ASSIGNED TASK: Write out the data again in full, exactly as it reads.

RECORDS FOR THIS EXERCISE:
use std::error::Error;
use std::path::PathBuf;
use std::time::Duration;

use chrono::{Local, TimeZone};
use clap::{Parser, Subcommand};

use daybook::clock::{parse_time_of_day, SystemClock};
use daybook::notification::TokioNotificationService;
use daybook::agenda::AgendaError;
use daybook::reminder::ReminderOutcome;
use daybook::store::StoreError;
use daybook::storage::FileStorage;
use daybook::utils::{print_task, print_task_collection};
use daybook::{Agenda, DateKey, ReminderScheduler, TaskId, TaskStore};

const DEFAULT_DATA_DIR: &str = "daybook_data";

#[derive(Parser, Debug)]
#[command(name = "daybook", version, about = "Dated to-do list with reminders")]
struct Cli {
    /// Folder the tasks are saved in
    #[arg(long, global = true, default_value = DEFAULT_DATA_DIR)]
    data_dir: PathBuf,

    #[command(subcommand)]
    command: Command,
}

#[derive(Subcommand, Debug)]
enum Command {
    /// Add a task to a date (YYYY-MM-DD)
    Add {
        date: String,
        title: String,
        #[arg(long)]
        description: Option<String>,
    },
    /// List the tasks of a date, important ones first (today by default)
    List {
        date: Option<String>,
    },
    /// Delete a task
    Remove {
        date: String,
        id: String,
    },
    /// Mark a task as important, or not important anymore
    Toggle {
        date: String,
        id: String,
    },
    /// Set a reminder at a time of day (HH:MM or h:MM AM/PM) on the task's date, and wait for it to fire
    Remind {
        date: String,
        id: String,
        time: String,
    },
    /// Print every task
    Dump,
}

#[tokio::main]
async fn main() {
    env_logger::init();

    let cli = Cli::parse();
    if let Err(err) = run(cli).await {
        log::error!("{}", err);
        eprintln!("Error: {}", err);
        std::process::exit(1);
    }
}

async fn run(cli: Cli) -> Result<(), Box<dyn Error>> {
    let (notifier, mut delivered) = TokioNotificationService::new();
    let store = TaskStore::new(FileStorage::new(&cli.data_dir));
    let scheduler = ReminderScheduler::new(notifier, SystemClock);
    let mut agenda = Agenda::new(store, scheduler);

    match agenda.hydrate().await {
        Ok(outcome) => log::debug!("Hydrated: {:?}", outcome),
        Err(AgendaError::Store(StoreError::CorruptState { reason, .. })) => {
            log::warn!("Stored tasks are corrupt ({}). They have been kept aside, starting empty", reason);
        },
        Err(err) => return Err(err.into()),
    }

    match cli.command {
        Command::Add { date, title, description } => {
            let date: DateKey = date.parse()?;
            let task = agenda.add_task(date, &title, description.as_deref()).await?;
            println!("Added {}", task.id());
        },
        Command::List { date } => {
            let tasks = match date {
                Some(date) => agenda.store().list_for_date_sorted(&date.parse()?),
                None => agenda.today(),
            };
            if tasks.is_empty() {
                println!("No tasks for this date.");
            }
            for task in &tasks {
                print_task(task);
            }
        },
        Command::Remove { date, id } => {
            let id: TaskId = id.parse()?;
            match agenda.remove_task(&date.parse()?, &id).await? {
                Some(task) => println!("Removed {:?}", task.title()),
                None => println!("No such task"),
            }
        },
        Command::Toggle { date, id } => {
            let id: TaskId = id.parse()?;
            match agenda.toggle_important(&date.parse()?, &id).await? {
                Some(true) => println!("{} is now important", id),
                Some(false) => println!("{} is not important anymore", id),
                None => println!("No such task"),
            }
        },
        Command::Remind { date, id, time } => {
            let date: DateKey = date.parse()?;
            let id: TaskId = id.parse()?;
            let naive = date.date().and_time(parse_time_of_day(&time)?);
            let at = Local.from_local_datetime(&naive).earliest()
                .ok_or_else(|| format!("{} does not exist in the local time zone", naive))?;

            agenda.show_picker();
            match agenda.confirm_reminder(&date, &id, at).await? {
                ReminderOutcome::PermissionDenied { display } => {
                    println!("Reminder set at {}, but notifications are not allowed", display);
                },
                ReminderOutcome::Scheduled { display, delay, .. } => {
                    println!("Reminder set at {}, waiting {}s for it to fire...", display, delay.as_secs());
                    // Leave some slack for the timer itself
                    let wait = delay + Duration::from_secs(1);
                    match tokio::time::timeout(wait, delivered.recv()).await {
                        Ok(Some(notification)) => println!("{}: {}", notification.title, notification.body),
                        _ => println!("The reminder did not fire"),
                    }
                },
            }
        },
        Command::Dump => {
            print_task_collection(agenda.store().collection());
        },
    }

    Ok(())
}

RESPONSE AREA:
use std::error::Error;
use std::path::PathBuf;
use std::time::Duration;

use chrono::{Local, TimeZone};
use clap::{Parser, Subcommand};

use daybook::clock::{parse_time_of_day, SystemClock};
use daybook::notification::TokioNotificationService;
use daybook::agenda::AgendaError;
use daybook::reminder::ReminderOutcome;
use daybook::store::StoreError;
use daybook::storage::FileStorage;
use daybook::utils::{print_task, print_task_collection};
use daybook::{Agenda, DateKey, ReminderScheduler, TaskId, TaskStore};

const DEFAULT_DATA_DIR: &str = "daybook_data";

#[derive(Parser, Debug)]
#[command(name = "daybook", version, about = "Dated to-do list with reminders")]
struct Cli {
    /// Folder the tasks are saved in
    #[arg(long, global = true, default_value = DEFAULT_DATA_DIR)]
    data_dir: PathBuf,

    #[command(subcommand)]
    command: Command,
}

#[derive(Subcommand, Debug)]
enum Command {
    /// Add a task to a date (YYYY-MM-DD)
    Add {
        date: String,
        title: String,
        #[arg(long)]
        description: Option<String>,
    },
    /// List the tasks of a date, important ones first (today by default)
    List {
        date: Option<String>,
    },
    /// Delete a task
    Remove {
        date: String,
        id: String,
    },
    /// Mark a task as important, or not important anymore
    Toggle {
        date: String,
        id: String,
    },
    /// Set a reminder at a time of day (HH:MM or h:MM AM/PM) on the task's date, and wait for it to fire
    Remind {
        date: String,
        id: String,
        time: String,
    },
    /// Print every task
    Dump,
}

#[tokio::main]
async fn main() {
    env_logger::init();

    let cli = Cli::parse();
    if let Err(err) = run(cli).await {
        log::error!("{}", err);
        eprintln!("Error: {}", err);
        std::process::exit(1);
    }
}

async fn run(cli: Cli) -> Result<(), Box<dyn Error>> {
    let (notifier, mut delivered) = TokioNotificationService::new();
    let store = TaskStore::new(FileStorage::new(&cli.data_dir));
    let scheduler = ReminderScheduler::new(notifier, SystemClock);
    let mut agenda = Agenda::new(store, scheduler);

    match agenda.hydrate().await {
        Ok(outcome) => log::debug!("Hydrated: {:?}", outcome),
        Err(AgendaError::Store(StoreError::CorruptState { reason, .. })) => {
            log::warn!("Stored tasks are corrupt ({}). They have been kept aside, starting empty", reason);
        },
        Err(err) => return Err(err.into()),
    }

    match cli.command {
        Command::Add { date, title, description } => {
            let date: DateKey = date.parse()?;
            let task = agenda.add_task(date, &title, description.as_deref()).await?;
            println!("Added {}", task.id());
        },
        Command::List { date } => {
            let tasks = match date {
                Some(date) => agenda.store().list_for_date_sorted(&date.parse()?),
                None => agenda.today(),
            };
            if tasks.is_empty() {
                println!("No tasks for this date.");
            }
            for task in &tasks {
                print_task(task);
            }
        },
        Command::Remove { date, id } => {
            let id: TaskId = id.parse()?;
            match agenda.remove_task(&date.parse()?, &id).await? {
                Some(task) => println!("Removed {:?}", task.title()),
                None => println!("No such task"),
            }
        },
        Command::Toggle { date, id } => {
            let id: TaskId = id.parse()?;
            match agenda.toggle_important(&date.parse()?, &id).await? {
                Some(true) => println!("{} is now important", id),
                Some(false) => println!("{} is not important anymore", id),
                None => println!("No such task"),
            }
        },
        Command::Remind { date, id, time } => {
            let date: DateKey = date.parse()?;
            let id: TaskId = id.parse()?;
            let naive = date.date().and_time(parse_time_of_day(&time)?);
            let at = Local.from_local_datetime(&naive).earliest()
                .ok_or_else(|| format!("{} does not exist in the local time zone", naive))?;

            agenda.show_picker();
            match agenda.confirm_reminder(&date, &id, at).await? {
                ReminderOutcome::PermissionDenied { display } => {
                    println!("Reminder set at {}, but notifications are not allowed", display);
                },
                ReminderOutcome::Scheduled { display, delay, .. } => {
                    println!("Reminder set at {}, waiting {}s for it to fire...", display, delay.as_secs());
                    // Leave some slack for the timer itself
                    let wait = delay + Duration::from_secs(1);
                    match tokio::time::timeout(wait, delivered.recv()).await {
                        Ok(Some(notification)) => println!("{}: {}", notification.title, notification.body),
                        _ => println!("The reminder did not fire"),
                    }
                },
            }
        },
        Command::Dump => {
            print_task_collection(agenda.store().collection());
        },
    }

    Ok(())
}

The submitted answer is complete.